Two of the core deliverables for the Erewhon project are the creation of technical specifications for using geolocation for university resources and to compile a report on dynamic location-dependent information delivery services. Now, this certainly sounds very nice and there is even more information on the two deliverables to be found in the JISC application, but I thought it would be a good idea to tell you a bit more about what it is that we actually want to do and how we plan to meet the deliverables.
In this post I will tell you about OxPoints a simple geodatabase, which is currently in use at the University of Oxford and which we intend to redo, since it does not fulfill our requirements of a geodatabase for university resources.
OxPoints – the current system
If you browse the University websites you might come across a dynamically generated map of all of Oxford’s colleges.
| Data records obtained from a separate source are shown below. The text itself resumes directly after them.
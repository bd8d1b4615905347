pub mod entities;
mod khatira_repository;
mod phase_repository;
mod session_repository;
mod vote_repository;

pub use khatira_repository::KhatiraRepository;
pub use phase_repository::PhaseRepository;
pub use session_repository::SessionRepository;
pub use vote_repository::VoteRepository;

use entities::{EventPhase, Khatira, Session, Vote};
use khatira_errors::AppError;
use sea_orm::{ConnectOptions, ConnectionTrait, Database, DatabaseConnection, DbErr, Schema};
use std::time::Duration;

pub async fn create_connection(
    database_url: &str,
    max_connections: u32,
) -> Result<DatabaseConnection, DbErr> {
    let mut opt = ConnectOptions::new(database_url);
    opt.max_connections(max_connections)
        .min_connections(1)
        .connect_timeout(Duration::from_secs(10))
        .acquire_timeout(Duration::from_secs(10))
        .idle_timeout(Duration::from_secs(600))
        .sqlx_logging(false);

    Database::connect(opt).await
}

/// Creates missing tables from the entity definitions and seeds the phase row.
/// Sessions share the database so voter ids survive restarts.
pub async fn init_schema(db: &DatabaseConnection) -> Result<(), DbErr> {
    let backend = db.get_database_backend();
    let schema = Schema::new(backend);

    // Votes reference khawatir, so order matters.
    let statements = [
        schema.create_table_from_entity(Khatira),
        schema.create_table_from_entity(Vote),
        schema.create_table_from_entity(EventPhase),
        schema.create_table_from_entity(Session),
    ];
    for mut statement in statements {
        statement.if_not_exists();
        db.execute(backend.build(&statement)).await?;
    }

    PhaseRepository::new(db.clone()).seed().await
}

pub(crate) fn db_error(err: DbErr) -> AppError {
    AppError::Database(err.to_string())
}
use dashmap::DashMap;
use khatira_errors::AppError;
use std::net::IpAddr;
use std::sync::{Arc, Mutex};
use std::time::{Duration, Instant};

pub const DEFAULT_REQUESTS_PER_MINUTE: u32 = 10;
pub const DEFAULT_REQUESTS_PER_HOUR: u32 = 100;

const MINUTE: Duration = Duration::from_secs(60);
const HOUR: Duration = Duration::from_secs(60 * 60);
const SWEEP_EVERY: Duration = Duration::from_secs(5 * 60);

/// One fixed counting window.
#[derive(Clone, Copy)]
struct Window {
    started: Instant,
    count: u32,
}

impl Window {
    fn new(now: Instant) -> Self {
        Self {
            started: now,
            count: 0,
        }
    }

    fn roll(&mut self, now: Instant, length: Duration) {
        if now.duration_since(self.started) > length {
            *self = Self::new(now);
        }
    }

    /// Seconds left in the window once `limit` is reached.
    fn exhausted(&self, now: Instant, length: Duration, limit: u32) -> Option<u64> {
        (self.count >= limit).then(|| {
            length
                .saturating_sub(now.duration_since(self.started))
                .as_secs()
        })
    }
}

#[derive(Clone, Copy)]
struct ClientWindows {
    minute: Window,
    hour: Window,
}

/// Per-IP minute and hour quotas for submissions and login attempts.
#[derive(Clone)]
pub struct RateLimiter {
    clients: Arc<DashMap<IpAddr, ClientWindows>>,
    last_sweep: Arc<Mutex<Instant>>,
    per_minute: u32,
    per_hour: u32,
}

impl RateLimiter {
    pub fn new(per_minute: u32, per_hour: u32) -> Self {
        Self {
            clients: Arc::new(DashMap::new()),
            last_sweep: Arc::new(Mutex::new(Instant::now())),
            per_minute,
            per_hour,
        }
    }

    /// Counts one request from `ip`, or says how long it must wait.
    pub fn check(&self, ip: IpAddr) -> Result<(), RateLimitError> {
        self.sweep_idle();

        let now = Instant::now();
        let mut windows = self.clients.entry(ip).or_insert_with(|| ClientWindows {
            minute: Window::new(now),
            hour: Window::new(now),
        });
        windows.minute.roll(now, MINUTE);
        windows.hour.roll(now, HOUR);

        if let Some(wait) = windows.minute.exhausted(now, MINUTE, self.per_minute) {
            return Err(RateLimitError::PerMinute(wait));
        }
        if let Some(wait) = windows.hour.exhausted(now, HOUR, self.per_hour) {
            return Err(RateLimitError::PerHour(wait));
        }

        windows.minute.count += 1;
        windows.hour.count += 1;
        Ok(())
    }

    fn sweep_idle(&self) {
        let mut last_sweep = self.last_sweep.lock().unwrap_or_else(|e| e.into_inner());
        if last_sweep.elapsed() < SWEEP_EVERY {
            return;
        }
        let now = Instant::now();
        self.clients
            .retain(|_, windows| now.duration_since(windows.hour.started) <= HOUR);
        *last_sweep = now;
    }
}

impl Default for RateLimiter {
    fn default() -> Self {
        Self::new(DEFAULT_REQUESTS_PER_MINUTE, DEFAULT_REQUESTS_PER_HOUR)
    }
}

/// Quota hit, with the seconds until the window resets.
#[derive(Debug, Clone, Copy, PartialEq, Eq)]
pub enum RateLimitError {
    PerMinute(u64),
    PerHour(u64),
}

impl RateLimitError {
    pub fn message_ar(&self) -> String {
        match self {
            Self::PerMinute(secs) => {
                format!("طلبات كثيرة جدا! انتظر {} ثانية ثم حاول مرة أخرى.", secs)
            }
            Self::PerHour(secs) => {
                format!("لقد تجاوزت الحد المسموح في الساعة. انتظر {} دقيقة.", secs.div_ceil(60))
            }
        }
    }
}

impl From<RateLimitError> for AppError {
    fn from(err: RateLimitError) -> Self {
        AppError::RateLimited(err.message_ar())
    }
}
This map is generated using the Google Maps API and data (the longitude and latitude for each college) provided by a system called OxPoints. OxPoints was developed at OUCS to provide geolinking information for the University of Oxford and is able to output its data, for example, as KML which is the input format used by Google Maps and Google Earth.
A good question to ask now would be: “It seems to do the job. So why do you want to create a new one?”
To answer this, we have to dig a bit deeper into the current system and have a look at how it stores its data.
OxPoints uses an XML language called TEI (more information on TEI) to store information about colleges and units and associated buildings, rooms etc. A typical OxPoints record looks something like this:
<place type="college" xml:id="alls">
<placeName>All Souls College</placeName>
<place subtype="primary" type="building">
<placeName>Lodge</placeName>
<location when="2007-01-29T13:08:55.535Z">
<geo rend="0">-1.253042221069336 51.75278555467572</geo>
</location>
</place>
<place type="building">
<place type="room">
<placeName>Wharton Room</placeName>
</place>
</place>
</place>
What this bit of XML tells us is, that there is a college called All Souls College and that it owns two buildings, one located at -1.25 51.75 (longitude, latitude) and the other one without any geoinformation but with a room called Wharton Room.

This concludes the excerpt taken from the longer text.